(Source records)

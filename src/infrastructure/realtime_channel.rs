use crate::infrastructure::error::EngineError;
use crate::infrastructure::event_mapper::{RealtimeEvent, resync_event};
use chrono::Utc;
use std::collections::HashMap;
use std::sync::Mutex;
use tokio::sync::broadcast;
use tokio::sync::broadcast::error::RecvError;

const DEFAULT_CAPACITY: usize = 256;

pub trait RealtimeChannel: Send + Sync {
    /// Fans `event` out to the subscribers of its trip; returns how many received it.
    fn publish(&self, event: RealtimeEvent) -> Result<usize, EngineError>;
    fn subscribe(&self, trip_id: &str) -> Result<Subscription, EngineError>;
}

/// Live subscription to one trip. Dropping it unsubscribes.
#[derive(Debug)]
pub struct Subscription {
    trip_id: String,
    receiver: broadcast::Receiver<RealtimeEvent>,
}

impl Subscription {
    pub fn trip_id(&self) -> &str {
        &self.trip_id
    }

    /// Next event, or `None` once the channel is gone. When events were
    /// dropped because this subscriber lagged, a whole-trip `trip_modified`
    /// is returned in their place.
    pub async fn recv(&mut self) -> Option<RealtimeEvent> {
        match self.receiver.recv().await {
            Ok(event) => Some(event),
            Err(RecvError::Lagged(skipped)) => {
                tracing::warn!(trip_id = %self.trip_id, skipped, "realtime subscriber lagged; requesting trip reload");
                Some(resync_event(&self.trip_id, Utc::now()))
            }
            Err(RecvError::Closed) => None,
        }
    }

    pub fn unsubscribe(self) {
        tracing::debug!(trip_id = %self.trip_id, "realtime subscription closed");
    }
}

#[derive(Debug)]
pub struct InProcessRealtimeChannel {
    senders: Mutex<HashMap<String, broadcast::Sender<RealtimeEvent>>>,
    capacity: usize,
}

impl Default for InProcessRealtimeChannel {
    fn default() -> Self {
        Self::with_capacity(DEFAULT_CAPACITY)
    }
}

impl InProcessRealtimeChannel {
    pub fn with_capacity(capacity: usize) -> Self {
        Self {
            senders: Mutex::new(HashMap::new()),
            capacity: capacity.max(1),
        }
    }

    pub fn subscriber_count(&self, trip_id: &str) -> Result<usize, EngineError> {
        let senders = self
            .senders
            .lock()
            .map_err(|error| EngineError::lock_poisoned("realtime channel", error))?;
        Ok(senders.get(trip_id).map(broadcast::Sender::receiver_count).unwrap_or(0))
    }
}

impl RealtimeChannel for InProcessRealtimeChannel {
    fn publish(&self, event: RealtimeEvent) -> Result<usize, EngineError> {
        let mut senders = self
            .senders
            .lock()
            .map_err(|error| EngineError::lock_poisoned("realtime channel", error))?;
        let Some(sender) = senders.get(&event.trip_id) else {
            return Ok(0);
        };
        let trip_id = event.trip_id.clone();
        match sender.send(event) {
            Ok(delivered) => Ok(delivered),
            Err(_) => {
                // Every subscriber is gone.
                senders.remove(&trip_id);
                Ok(0)
            }
        }
    }

    fn subscribe(&self, trip_id: &str) -> Result<Subscription, EngineError> {
        let trip_id = trip_id.trim();
        if trip_id.is_empty() {
            return Err(EngineError::InvalidInput("trip_id must not be empty".to_string()));
        }
        let mut senders = self
            .senders
            .lock()
            .map_err(|error| EngineError::lock_poisoned("realtime channel", error))?;
        let receiver = senders
            .entry(trip_id.to_string())
            .or_insert_with(|| broadcast::channel(self.capacity).0)
            .subscribe();
        Ok(Subscription {
            trip_id: trip_id.to_string(),
            receiver,
        })
    }
}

§ Work to complete
All that is wanted is a faithful reproduction of the line above with "in their place.", the line with "subscriber lagged; requesting", and every line in between.

§ Result below
    /// is returned in their place.
    pub async fn recv(&mut self) -> Option<RealtimeEvent> {
        match self.receiver.recv().await {
            Ok(event) => Some(event),
            Err(RecvError::Lagged(skipped)) => {
                tracing::warn!(trip_id = %self.trip_id, skipped, "realtime subscriber lagged; requesting trip reload");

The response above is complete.